A typical second ghost kitchen build-out costs $80,000–$200,000, depending on kitchen size, equipment specs, and local rent deposits. Most operators finance 60–80% of total costs, using SBA 7(a) loans ($25,000–$5,000,000 available) or equipment financing for machinery and build-out components.
What credit score do I need to qualify for ghost kitchen expansion financing?
SBA 7(a) lenders typically require a minimum FICO score of 680, though some accept 640–660 with compensating factors like 2+ years operating history and strong revenue. Alternative lenders may approve scores as low as 600–620 with higher rates.
How fast can I get funded for a second ghost kitchen location?
SBA 7(a) loans close in 30–45 days. Direct equipment financing closes in 10–14 days. Merchant cash advances fund in 2–5 business days, but carry effective APRs of 40–200% and are best suited for short-term working capital, not build-out financing.
Do I need 2 years of business history to expand to a second ghost kitchen?
Yes. SBA 7(a) loans require at least 24 months in business at your current location. If you're below 24 months, equipment financing and merchant cash advances have shorter histories (3–6 months), though rates will be higher and loan amounts smaller.

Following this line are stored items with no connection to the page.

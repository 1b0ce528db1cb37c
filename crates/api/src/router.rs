//! Shared application router builder.
//!
//! [`build_app_router`] is used by both the binary and the integration tests
//! so they run the same middleware stack.

use std::sync::Arc;
use std::time::Duration;

use axum::http::header::{AUTHORIZATION, CONTENT_TYPE};
use axum::http::{HeaderName, Method, StatusCode};
use axum::middleware::from_fn_with_state;
use axum::Router;
use tower_http::catch_panic::CatchPanicLayer;
use tower_http::cors::CorsLayer;
use tower_http::request_id::{MakeRequestUuid, PropagateRequestIdLayer, SetRequestIdLayer};
use tower_http::timeout::TimeoutLayer;
use tower_http::trace::{DefaultMakeSpan, DefaultOnResponse, TraceLayer};
use tracing::Level;

use crate::config::ServerConfig;
use crate::middleware::tenant::tenant_boundary;
use crate::routes;
use crate::state::AppState;

/// Build the full application [`Router`] with all middleware layers.
///
/// The middleware stack is applied bottom-up:
///
/// 1. CORS
/// 2. Set request ID on incoming requests
/// 3. Structured request/response tracing
/// 4. Propagate request ID to response
/// 5. Request timeout
/// 6. Panic recovery (catch panics, return 500)
///
/// Matched `/api/v1` routes additionally pass through the tenant boundary.
pub fn build_app_router(state: AppState) -> Router {
    let config = Arc::clone(&state.config);
    let cors = build_cors_layer(&config);
    let request_id_header = HeaderName::from_static("x-request-id");
    let boundary = from_fn_with_state(Arc::clone(&state.codec), tenant_boundary);

    Router::new()
        // Health check at root level (not under /api/v1).
        .merge(routes::health::router())
        // API v1 routes, all behind the tenant boundary.
        .nest("/api/v1", routes::api_routes().route_layer(boundary))
        // -- Middleware stack (applied bottom-up) --
        .layer(CatchPanicLayer::new())
        .layer(TimeoutLayer::with_status_code(
            StatusCode::REQUEST_TIMEOUT,
            Duration::from_secs(config.request_timeout_secs),
        ))
        .layer(PropagateRequestIdLayer::new(request_id_header.clone()))
        .layer(
            TraceLayer::new_for_http()
                .make_span_with(DefaultMakeSpan::new().level(Level::INFO))
                .on_response(DefaultOnResponse::new().level(Level::INFO)),
        )
        .layer(SetRequestIdLayer::new(request_id_header, MakeRequestUuid))
        .layer(cors)
        .with_state(state)
}

/// Build the CORS middleware layer from server configuration.
///
/// Panics at startup if any configured origin is invalid.
pub fn build_cors_layer(config: &ServerConfig) -> CorsLayer {
    let origins: Vec<_> = config
        .cors_origins
        .iter()
        .map(|o| {
            o.parse()
                .unwrap_or_else(|e| panic!("Invalid CORS origin '{o}': {e}"))
        })
        .collect();

    CorsLayer::new()
        .allow_origin(origins)
        .allow_methods([Method::GET, Method::POST, Method::PUT])
        .allow_headers([CONTENT_TYPE, AUTHORIZATION])
        .allow_credentials(true)
        .max_age(Duration::from_secs(3600))
}
//! Notification scheduling, deduplication, and delivery.
//!
//! - [`store`] -- persistence seams with PostgreSQL and in-memory backends.
//! - [`policy`] -- per-tenant policy resolution with built-in defaults.
//! - [`sender`] -- the outbound transport seam and per-channel routing.
//! - [`engine`] -- the notification state machine and guarded dispatch.
//! - [`sweep`] -- the periodic background task that finds and attempts due work.
//! - [`reminders`] -- turns business reminder candidates into notifications.

pub mod engine;
pub mod error;
pub mod policy;
pub mod reminders;
pub mod sender;
pub mod store;
pub mod sweep;

pub use engine::{
    Delivery, DispatchConfig, DispatchOutcome, NotificationEngine, NotificationSummary,
};
pub use error::EngineError;
pub use policy::PolicyResolver;
pub use reminders::{PlanReport, ReminderCandidate, ReminderPlanner, ReminderSource};
pub use sender::{ChannelSenders, LogSender, OutboundMessage, SendError, Sender};
pub use store::{
    MemoryNotificationStore, MemoryPolicyStore, NotificationStore, PgNotificationStore,
    PgPolicyStore, PolicyStore,
};
pub use sweep::{NotificationSweeper, SweepConfig, SweepReport};
#![allow(dead_code)]

use std::sync::Arc;

use axum::body::Body;
use axum::http::header::{AUTHORIZATION, CONTENT_TYPE};
use axum::http::{Method, Request, Response};
use axum::Router;
use http_body_util::BodyExt;
use inmo_core::notification::NotificationType;
use inmo_core::roles::ROLE_AGENT;
use inmo_core::types::DbId;
use inmo_notifications::{
    ChannelSenders, DispatchConfig, LogSender, MemoryNotificationStore, MemoryPolicyStore,
    NotificationEngine, PolicyResolver, SweepConfig,
};
use tower::ServiceExt;

use inmo_api::auth::jwt::{JwtConfig, TokenCodec};
use inmo_api::config::ServerConfig;
use inmo_api::router::build_app_router;
use inmo_api::state::AppState;

/// Build a test `ServerConfig` with safe defaults.
pub fn test_config() -> ServerConfig {
    ServerConfig {
        host: "127.0.0.1".to_string(),
        port: 0,
        cors_origins: vec!["http://localhost:5173".to_string()],
        request_timeout_secs: 30,
        jwt: JwtConfig {
            secret: "integration-test-secret-long-enough".to_string(),
            expiry_mins: 15,
        },
        dispatch: DispatchConfig::default(),
        sweep: SweepConfig::default(),
        sweep_enabled: false,
    }
}

/// The full application router over in-memory stores.
///
/// Only the email channel has a sender; WhatsApp and SMS deliveries fail
/// with an unsupported-channel transport error.
pub struct TestApp {
    pub router: Router,
    pub state: AppState,
}

impl TestApp {
    pub fn app(&self) -> Router {
        self.router.clone()
    }

    /// A valid credential for `user_id` acting in `tenant_id`.
    pub fn token(&self, tenant_id: DbId, user_id: DbId) -> String {
        self.state
            .codec
            .issue(user_id, tenant_id, ROLE_AGENT)
            .expect("token issuing should succeed")
    }
}

pub fn build_test_app() -> TestApp {
    let config = test_config();
    let senders = ChannelSenders::new().with(NotificationType::Email, Arc::new(LogSender));
    let engine = Arc::new(NotificationEngine::new(
        Arc::new(MemoryNotificationStore::new()),
        PolicyResolver::new(Arc::new(MemoryPolicyStore::new())),
        Arc::new(senders),
        config.dispatch,
    ));

    let state = AppState {
        pool: None,
        codec: Arc::new(TokenCodec::new(&config.jwt)),
        config: Arc::new(config),
        engine,
    };

    TestApp {
        router: build_app_router(state.clone()),
        state,
    }
}

// ---------------------------------------------------------------------------
// Request helpers
// ---------------------------------------------------------------------------

pub async fn body_json(response: Response<Body>) -> serde_json::Value {
    let bytes = response
        .into_body()
        .collect()
        .await
        .expect("body should be readable")
        .to_bytes();
    serde_json::from_slice(&bytes).expect("body should be JSON")
}

async fn send(
    app: Router,
    method: Method,
    uri: &str,
    token: Option<&str>,
    body: Option<serde_json::Value>,
) -> Response<Body> {
    let mut builder = Request::builder().method(method).uri(uri);
    if let Some(token) = token {
        builder = builder.header(AUTHORIZATION, format!("Bearer {token}"));
    }
    let request = match body {
        Some(json) => builder
            .header(CONTENT_TYPE, "application/json")
            .body(Body::from(json.to_string())),
        None => builder.body(Body::empty()),
    }
    .expect("request should build");

    app.oneshot(request).await.expect("router is infallible")
}

pub async fn get(app: Router, uri: &str) -> Response<Body> {
    send(app, Method::GET, uri, None, None).await
}

pub async fn get_auth(app: Router, uri: &str, token: &str) -> Response<Body> {
    send(app, Method::GET, uri, Some(token), None).await
}

pub async fn post_auth(app: Router, uri: &str, token: &str) -> Response<Body> {
    send(app, Method::POST, uri, Some(token), None).await
}

pub async fn post_json(app: Router, uri: &str, body: serde_json::Value) -> Response<Body> {
    send(app, Method::POST, uri, None, Some(body)).await
}

pub async fn post_json_auth(
    app: Router,
    uri: &str,
    body: serde_json::Value,
    token: &str,
) -> Response<Body> {
    send(app, Method::POST, uri, Some(token), Some(body)).await
}

pub async fn put_json_auth(
    app: Router,
    uri: &str,
    body: serde_json::Value,
    token: &str,
) -> Response<Body> {
    send(app, Method::PUT, uri, Some(token), Some(body)).await
}

/// A payment reminder body for person 7 about contract `reference_id`.
pub fn reminder(reference_id: DbId) -> serde_json::Value {
    serde_json::json!({
        "person_id": 7,
        "notification_type": "EMAIL",
        "category": "PAGO_PENDIENTE",
        "destination": "ana@example.com",
        "subject": "Recordatorio de pago",
        "body": "Su pago vence pronto",
        "reference_type": "CONTRATO",
        "reference_id": reference_id,
    })
}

Can I finance kitchen equipment separately from facility build-out costs?
Yes. Equipment financing and SBA 7(a) loans can be stacked—equipment financing typically covers ovens, fryers, prep tables, and hoods (7–10 year terms at 7–10% APR), while a separate term loan or build-out line covers rent deposits, HVAC, and plumbing. This separation improves approval odds and lowers blended rates.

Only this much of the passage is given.